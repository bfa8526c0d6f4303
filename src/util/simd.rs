//! Chunked byte-level helpers for the ASCII fast paths of analysis.

/// ASCII operations used by the tokenizer and the lowercase filter.
pub mod ascii {

    /// Lowercase ASCII text, processing 8 bytes at a time.
    ///
    /// Non-ASCII input must go through [`to_lowercase`] instead.
    pub fn to_lowercase_optimized(input: &str) -> String {
        let bytes = input.as_bytes();
        let mut result = Vec::with_capacity(bytes.len());

        let chunks = bytes.chunks_exact(8);
        let remainder = chunks.remainder();

        for chunk in chunks {
            let mut processed = [0u8; 8];
            for (i, &byte) in chunk.iter().enumerate() {
                processed[i] = byte.to_ascii_lowercase();
            }
            result.extend_from_slice(&processed);
        }

        result.extend(remainder.iter().map(u8::to_ascii_lowercase));

        // ASCII lowercasing maps ASCII bytes to ASCII bytes, so this cannot fail
        // for ASCII input; fall back to the Unicode path otherwise.
        String::from_utf8(result).unwrap_or_else(|_| input.to_lowercase())
    }

    /// Lowercase any text.
    ///
    /// Picks the chunked path for longer ASCII input and Unicode-aware
    /// lowercasing for everything else.
    pub fn to_lowercase(input: &str) -> String {
        if input.is_ascii() && input.len() >= 16 {
            to_lowercase_optimized(input)
        } else {
            input.to_lowercase()
        }
    }

    /// Whether an ASCII byte is Unicode `White_Space`.
    ///
    /// Unlike `u8::is_ascii_whitespace` this includes the vertical tab, so the
    /// ASCII path splits exactly where `char::is_whitespace` does.
    pub fn is_whitespace(byte: u8) -> bool {
        byte.is_ascii_whitespace() || byte == 0x0b
    }

    /// Find the first ASCII whitespace byte, scanning 8 bytes at a time.
    pub fn find_whitespace(input: &[u8]) -> Option<usize> {
        if input.len() < 8 {
            return input.iter().position(|&b| is_whitespace(b));
        }

        let chunks = input.chunks_exact(8);
        let remainder = chunks.remainder();

        for (chunk_idx, chunk) in chunks.enumerate() {
            if let Some(byte_idx) = chunk.iter().position(|&b| is_whitespace(b)) {
                return Some(chunk_idx * 8 + byte_idx);
            }
        }

        let base_offset = input.len() - remainder.len();
        remainder
            .iter()
            .position(|&b| is_whitespace(b))
            .map(|pos| base_offset + pos)
    }
}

PROBLEM STATEMENT:
Return the records in full, exactly as they read.

TASK RESPONSE:
repository bfa8526c0d6f4303
filename src/util/simd.rs
//! Chunked byte-level helpers for the ASCII fast paths of analysis.

/// ASCII operations used by the tokenizer and the lowercase filter.
pub mod ascii {

    /// Lowercase ASCII text, processing 8 bytes at a time.
    ///
    /// Non-ASCII input must go through [`to_lowercase`] instead.
    pub fn to_lowercase_optimized(input: &str) -> String {
        let bytes = input.as_bytes();
        let mut result = Vec::with_capacity(bytes.len());

        let chunks = bytes.chunks_exact(8);
        let remainder = chunks.remainder();

        for chunk in chunks {
            let mut processed = [0u8; 8];
            for (i, &byte) in chunk.iter().enumerate() {
                processed[i] = byte.to_ascii_lowercase();
            }
            result.extend_from_slice(&processed);
        }

        result.extend(remainder.iter().map(u8::to_ascii_lowercase));

        // ASCII lowercasing maps ASCII bytes to ASCII bytes, so this cannot fail
        // for ASCII input; fall back to the Unicode path otherwise.
        String::from_utf8(result).unwrap_or_else(|_| input.to_lowercase())
    }

    /// Lowercase any text.
    ///
    /// Picks the chunked path for longer ASCII input and Unicode-aware
    /// lowercasing for everything else.
    pub fn to_lowercase(input: &str) -> String {
        if input.is_ascii() && input.len() >= 16 {
            to_lowercase_optimized(input)
        } else {
            input.to_lowercase()
        }
    }

    /// Whether an ASCII byte is Unicode `White_Space`.
    ///
    /// Unlike `u8::is_ascii_whitespace` this includes the vertical tab, so the
    /// ASCII path splits exactly where `char::is_whitespace` does.
    pub fn is_whitespace(byte: u8) -> bool {
        byte.is_ascii_whitespace() || byte == 0x0b
    }

    /// Find the first ASCII whitespace byte, scanning 8 bytes at a time.
    pub fn find_whitespace(input: &[u8]) -> Option<usize> {
        if input.len() < 8 {
            return input.iter().position(|&b| is_whitespace(b));
        }

        let chunks = input.chunks_exact(8);
        let remainder = chunks.remainder();

        for (chunk_idx, chunk) in chunks.enumerate() {
            if let Some(byte_idx) = chunk.iter().position(|&b| is_whitespace(b)) {
                return Some(chunk_idx * 8 + byte_idx);
            }
        }

        let base_offset = input.len() - remainder.len();
        remainder
            .iter()
            .position(|&b| is_whitespace(b))
            .map(|pos| base_offset + pos)
    }
}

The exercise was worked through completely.